● Work task
Return exactly and only these lines: the first of the listing through the one containing "pub const MAX_OUTPUTS_PER_TX: usize = 256;".

● Raw data
----------

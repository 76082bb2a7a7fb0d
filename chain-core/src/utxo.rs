//! Unspent transaction outputs: the atomic unit of value in this chain.
//!
//! A `Utxo` serves two roles depending on which fields are populated: an
//! *output* form (freshly created by a transaction, no producing txid yet,
//! no signature) and an *input* form (references an existing output by
//! `(txid, index)` and carries the signature that unlocks it).

use serde::{Deserialize, Serialize};

use chain_shared::{
    Amount, Hash256, OutPoint, OutputIndex, PrivateKey, PublicKey, Signature, TxId,
    PUBLIC_KEY_DER_LEN,
};

use crate::error::{EngineError, EngineResult};

/// Maximum number of outputs a single transaction may declare.
pub const MAX_OUTPUTS_PER_TX: usize = 256;

/// Wire form of an output-form UTXO: no producing txid, no signature.
/// `owner` is carried for readability only — reconstruction trusts `pk`.
#[derive(Debug, Clone, Serialize, Deserialize)]
pub struct UtxoOutputWire {
    pub owner: String,
    pub amount: Amount,
    pub index: OutputIndex,
    pub pk: String,
}

/// Wire form of an input-form UTXO: references a producing txid and carries
/// the unlock signature.
#[derive(Debug, Clone, Serialize, Deserialize)]
pub struct UtxoInputWire {
    pub owner: String,
    pub amount: Amount,
    pub index: OutputIndex,
    pub pk: String,
    #[serde(rename = "unlock-sig")]
    pub unlock_sig: String,
    pub txid: String,
}

fn decode_hex(field: &str, s: &str) -> EngineResult<Vec<u8>> {
    hex::decode(s.strip_prefix("0x").unwrap_or(s))
        .map_err(|_| EngineError::InvalidWireFormat(format!("{field} is not valid hex")))
}

#[derive(Debug, Clone, PartialEq, Serialize, Deserialize)]
pub struct Utxo {
    owner_pk: PublicKey,
    amount: Amount,
    /// The transaction that produced this output. `None` until the
    /// containing transaction has been finalized and the engine stamps it.
    txid: Option<TxId>,
    index: OutputIndex,
    /// Present only on the input form: unlocks this UTXO for spending.
    signature: Option<Signature>,
}

impl Utxo {
    /// Builds a fresh, unstamped output.
    #[must_use]
    pub const fn new_output(owner_pk: PublicKey, amount: Amount, index: OutputIndex) -> Self {
        Self {
            owner_pk,
            amount,
            txid: None,
            index,
            signature: None,
        }
    }

    /// Builds an input referencing an existing output, signed for spending.
    #[must_use]
    pub const fn new_input(
        owner_pk: PublicKey,
        amount: Amount,
        txid: TxId,
        index: OutputIndex,
        signature: Signature,
    ) -> Self {
        Self {
            owner_pk,
            amount,
            txid: Some(txid),
            index,
            signature: Some(signature),
        }
    }

    #[must_use]
    pub const fn owner_pk(&self) -> &PublicKey {
        &self.owner_pk
    }

    #[must_use]
    pub const fn amount(&self) -> Amount {
        self.amount
    }

    #[must_use]
    pub fn txid(&self) -> Option<&TxId> {
        self.txid.as_ref()
    }

    #[must_use]
    pub const fn index(&self) -> OutputIndex {
        self.index
    }

    #[must_use]
    pub fn signature(&self) -> Option<&Signature> {
        self.signature.as_ref()
    }

    #[must_use]
    pub const fn is_input(&self) -> bool {
        self.signature.is_some()
    }

    /// Stamps this output with its producing transaction's id, once known.
    pub fn stamp_txid(&mut self, txid: TxId) {
        self.txid = Some(txid);
    }

    /// The global identity of this UTXO as a spendable input reference.
    #[must_use]
    pub fn outpoint(&self) -> Option<OutPoint> {
        self.txid.map(|txid| OutPoint::new(txid, self.index))
    }

    /// `owner_pk || amount (LE f32) || txid (empty for unstamped outputs) || index`.
    ///
    /// The signature is deliberately excluded: it is derived *from* this
    /// hash, so folding it in would make signing circular.
    #[must_use]
    pub fn hash(&self) -> Hash256 {
        let mut buf = Vec::with_capacity(self.owner_pk.as_bytes().len() + 4 + 32 + 1);
        buf.extend_from_slice(self.owner_pk.as_bytes());
        buf.extend_from_slice(&self.amount.to_le_bytes());
        if let Some(txid) = &self.txid {
            buf.extend_from_slice(txid.as_bytes());
        }
        buf.push(self.index);
        Hash256::sha256(&buf)
    }

    /// The digest an unlock signature is computed over: the hash of every
    /// output in the containing transaction, followed by this UTXO's own
    /// hash. Binding the signature to the full output vector means no
    /// output can be reordered or substituted without invalidating it.
    fn unlock_digest(&self, outputs: &[Self]) -> Hash256 {
        let mut buf = Vec::with_capacity(outputs.len() * 32 + 32);
        for output in outputs {
            buf.extend_from_slice(output.hash().as_bytes());
        }
        buf.extend_from_slice(self.hash().as_bytes());
        Hash256::sha256(&buf)
    }

    /// Signs this UTXO as an input unlocking the given output vector.
    ///
    /// # Errors
    ///
    /// Returns an error if signing fails.
    pub fn sign(&mut self, private_key: &PrivateKey, outputs: &[Self]) -> Result<(), EngineError> {
        let digest = self.unlock_digest(outputs);
        self.signature = Some(private_key.sign_prehashed(&digest)?);
        Ok(())
    }

    /// Verifies this UTXO's signature unlocks the given output vector.
    ///
    /// # Errors
    ///
    /// Returns an error if the key fails to parse; a mismatched signature is
    /// a plain `Ok(false)`, not an error.
    pub fn verify_against(&self, outputs: &[Self]) -> Result<bool, EngineError> {
        let Some(signature) = &self.signature else {
            return Ok(false);
        };
        let digest = self.unlock_digest(outputs);
        Ok(signature.verify(&digest, &self.owner_pk)?)
    }

    /// Equality used to guard against malleated inputs: same owner, amount,
    /// txid and index, ignoring the signature itself.
    #[must_use]
    pub fn compare_as_input(&self, other: &Self) -> bool {
        self.owner_pk == other.owner_pk
            && self.amount.to_bits() == other.amount.to_bits()
            && self.txid == other.txid
            && self.index == other.index
    }

    /// Structural validity independent of signatures or set membership.
    #[must_use]
    pub fn is_structurally_valid(&self) -> bool {
        if self.owner_pk.as_bytes().len() != PUBLIC_KEY_DER_LEN {
            return false;
        }
        if !(self.amount > 0.0) {
            return false;
        }
        if self.is_input() && (self.txid.is_none() || self.signature.is_none()) {
            return false;
        }
        true
    }

    /// Encodes this UTXO as an output-form wire object.
    #[must_use]
    pub fn to_output_wire(&self) -> UtxoOutputWire {
        UtxoOutputWire {
            owner: format!("0x{}", self.owner_pk.owner_hash()),
            amount: self.amount,
            index: self.index,
            pk: hex::encode(self.owner_pk.as_bytes()),
        }
    }

    /// Encodes this UTXO as an input-form wire object.
    ///
    /// # Errors
    ///
    /// Returns an error if this UTXO has not been stamped with a producing
    /// txid or signed — an output cannot be encoded as an input.
    pub fn to_input_wire(&self) -> EngineResult<UtxoInputWire> {
        let txid = self
            .txid
            .ok_or_else(|| EngineError::InvalidWireFormat("input UTXO has no producing txid".to_string()))?;
        let signature = self.signature.as_ref().ok_or_else(|| {
            EngineError::InvalidWireFormat("input UTXO has no unlock signature".to_string())
        })?;
        Ok(UtxoInputWire {
            owner: format!("0x{}", self.owner_pk.owner_hash()),
            amount: self.amount,
            index: self.index,
            pk: hex::encode(self.owner_pk.as_bytes()),
            unlock_sig: hex::encode(signature.as_bytes()),
            txid: format!("0x{txid}"),
        })
    }

    /// Decodes an output-form wire object.
    ///
    /// # Errors
    ///
    /// Returns an error if `pk` is not valid hex or does not decode to a
    /// structurally valid DER public key.
    pub fn from_output_wire(wire: &UtxoOutputWire) -> EngineResult<Self> {
        let der = decode_hex("output pk", &wire.pk)?;
        let owner_pk = PublicKey::from_der(&der)?;
        Ok(Self::new_output(owner_pk, wire.amount, wire.index))
    }

    /// Decodes an input-form wire object.
    ///
    /// # Errors
    ///
    /// Returns an error if `pk`, `txid` or `unlock-sig` are not valid hex or
    /// do not decode to structurally valid values.
    pub fn from_input_wire(wire: &UtxoInputWire) -> EngineResult<Self> {
        let der = decode_hex("input pk", &wire.pk)?;
        let owner_pk = PublicKey::from_der(&der)?;
        let txid = Hash256::from_hex(&wire.txid)?;
        let sig_bytes = decode_hex("input unlock-sig", &wire.unlock_sig)?;
        let signature = Signature::from_raw(&sig_bytes)?;
        Ok(Self::new_input(owner_pk, wire.amount, txid, wire.index, signature))
    }
}

impl PartialOrd for Utxo {
    fn partial_cmp(&self, other: &Self) -> Option<std::cmp::Ordering> {
        Some(self.cmp(other))
    }
}

impl Eq for Utxo {}

impl Ord for Utxo {
    fn cmp(&self, other: &Self) -> std::cmp::Ordering {
        self.index.cmp(&other.index)
    }
}

#[cfg(test)]
mod tests {
    use super::*;
    use chain_shared::KeyPair;

    fn sample_output(keypair: &KeyPair, amount: f32, index: u8) -> Utxo {
        Utxo::new_output(keypair.public_key.clone(), amount, index)
    }

    #[test]
    fn hash_excludes_signature() {
        let keypair = KeyPair::generate();
        let output = sample_output(&keypair, 10.0, 0);

        let mut input = output.clone();
        input.stamp_txid(Hash256::sha256(b"some tx"));
        input.sign(&keypair.private_key, &[output.clone()]).unwrap();

        let mut input_unsigned = input.clone();
        input_unsigned.signature = None;
        assert_eq!(input.hash(), input_unsigned.hash());
    }

    #[test]
    fn sign_then_verify_round_trip() {
        let keypair = KeyPair::generate();
        let output = sample_output(&keypair, 5.0, 0);

        let mut input = output.clone();
        input.stamp_txid(Hash256::sha256(b"producing tx"));
        input.sign(&keypair.private_key, &[output.clone()]).unwrap();

        assert!(input.verify_against(&[output]).unwrap());
    }

    #[test]
    fn tampering_with_outputs_breaks_verification() {
        let keypair = KeyPair::generate();
        let output = sample_output(&keypair, 5.0, 0);
        let other_output = sample_output(&keypair, 999.0, 0);

        let mut input = output.clone();
        input.stamp_txid(Hash256::sha256(b"producing tx"));
        input.sign(&keypair.private_key, &[output]).unwrap();

        assert!(!input.verify_against(&[other_output]).unwrap());
    }

    #[test]
    fn compare_as_input_ignores_signature() {
        let keypair = KeyPair::generate();
        let output = sample_output(&keypair, 5.0, 0);
        let mut a = output.clone();
        a.stamp_txid(Hash256::sha256(b"tx"));
        a.sign(&keypair.private_key, &[output.clone()]).unwrap();

        let mut b = a.clone();
        b.sign(&keypair.private_key, &[output]).unwrap();

        assert!(a.compare_as_input(&b));
    }

    #[test]
    fn zero_amount_is_structurally_invalid() {
        let keypair = KeyPair::generate();
        let output = sample_output(&keypair, 0.0, 0);
        assert!(!output.is_structurally_valid());
    }

    #[test]
    fn wrong_length_owner_key_is_structurally_invalid() {
        let keypair = KeyPair::generate();
        let mut output = sample_output(&keypair, 5.0, 0);
        // A deserialized `PublicKey` bypasses `PublicKey::from_der`'s own
        // length check, so the UTXO layer must guard it independently.
        output.owner_pk = serde_json::from_value(serde_json::json!({ "der": [0u8; 10] })).unwrap();
        assert!(!output.is_structurally_valid());
    }

    #[test]
    fn output_wire_round_trips() {
        let keypair = KeyPair::generate();
        let output = sample_output(&keypair, 5.0, 3);

        let wire = output.to_output_wire();
        let restored = Utxo::from_output_wire(&wire).unwrap();

        assert_eq!(restored.owner_pk(), output.owner_pk());
        assert_eq!(restored.amount(), output.amount());
        assert_eq!(restored.index(), output.index());
    }

    #[test]
    fn input_wire_round_trips() {
        let keypair = KeyPair::generate();
        let output = sample_output(&keypair, 5.0, 0);

        let mut input = output.clone();
        input.stamp_txid(Hash256::sha256(b"producing tx"));
        input.sign(&keypair.private_key, &[output.clone()]).unwrap();

        let wire = input.to_input_wire().unwrap();
        let restored = Utxo::from_input_wire(&wire).unwrap();

        assert_eq!(restored.txid(), input.txid());
        assert!(restored.verify_against(&[output]).unwrap());
    }

    #[test]
    fn unstamped_output_cannot_be_encoded_as_an_input() {
        let keypair = KeyPair::generate();
        let output = sample_output(&keypair, 5.0, 0);
        assert!(output.to_input_wire().is_err());
    }
}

----------

● Response to this task
repository 76082bb2a7a7fb0d
filename chain-core/src/utxo.rs
//! Unspent transaction outputs: the atomic unit of value in this chain.
//!
//! A `Utxo` serves two roles depending on which fields are populated: an
//! *output* form (freshly created by a transaction, no producing txid yet,
//! no signature) and an *input* form (references an existing output by
//! `(txid, index)` and carries the signature that unlocks it).

use serde::{Deserialize, Serialize};

use chain_shared::{
    Amount, Hash256, OutPoint, OutputIndex, PrivateKey, PublicKey, Signature, TxId,
    PUBLIC_KEY_DER_LEN,
};

use crate::error::{EngineError, EngineResult};

/// Maximum number of outputs a single transaction may declare.
pub const MAX_OUTPUTS_PER_TX: usize = 256;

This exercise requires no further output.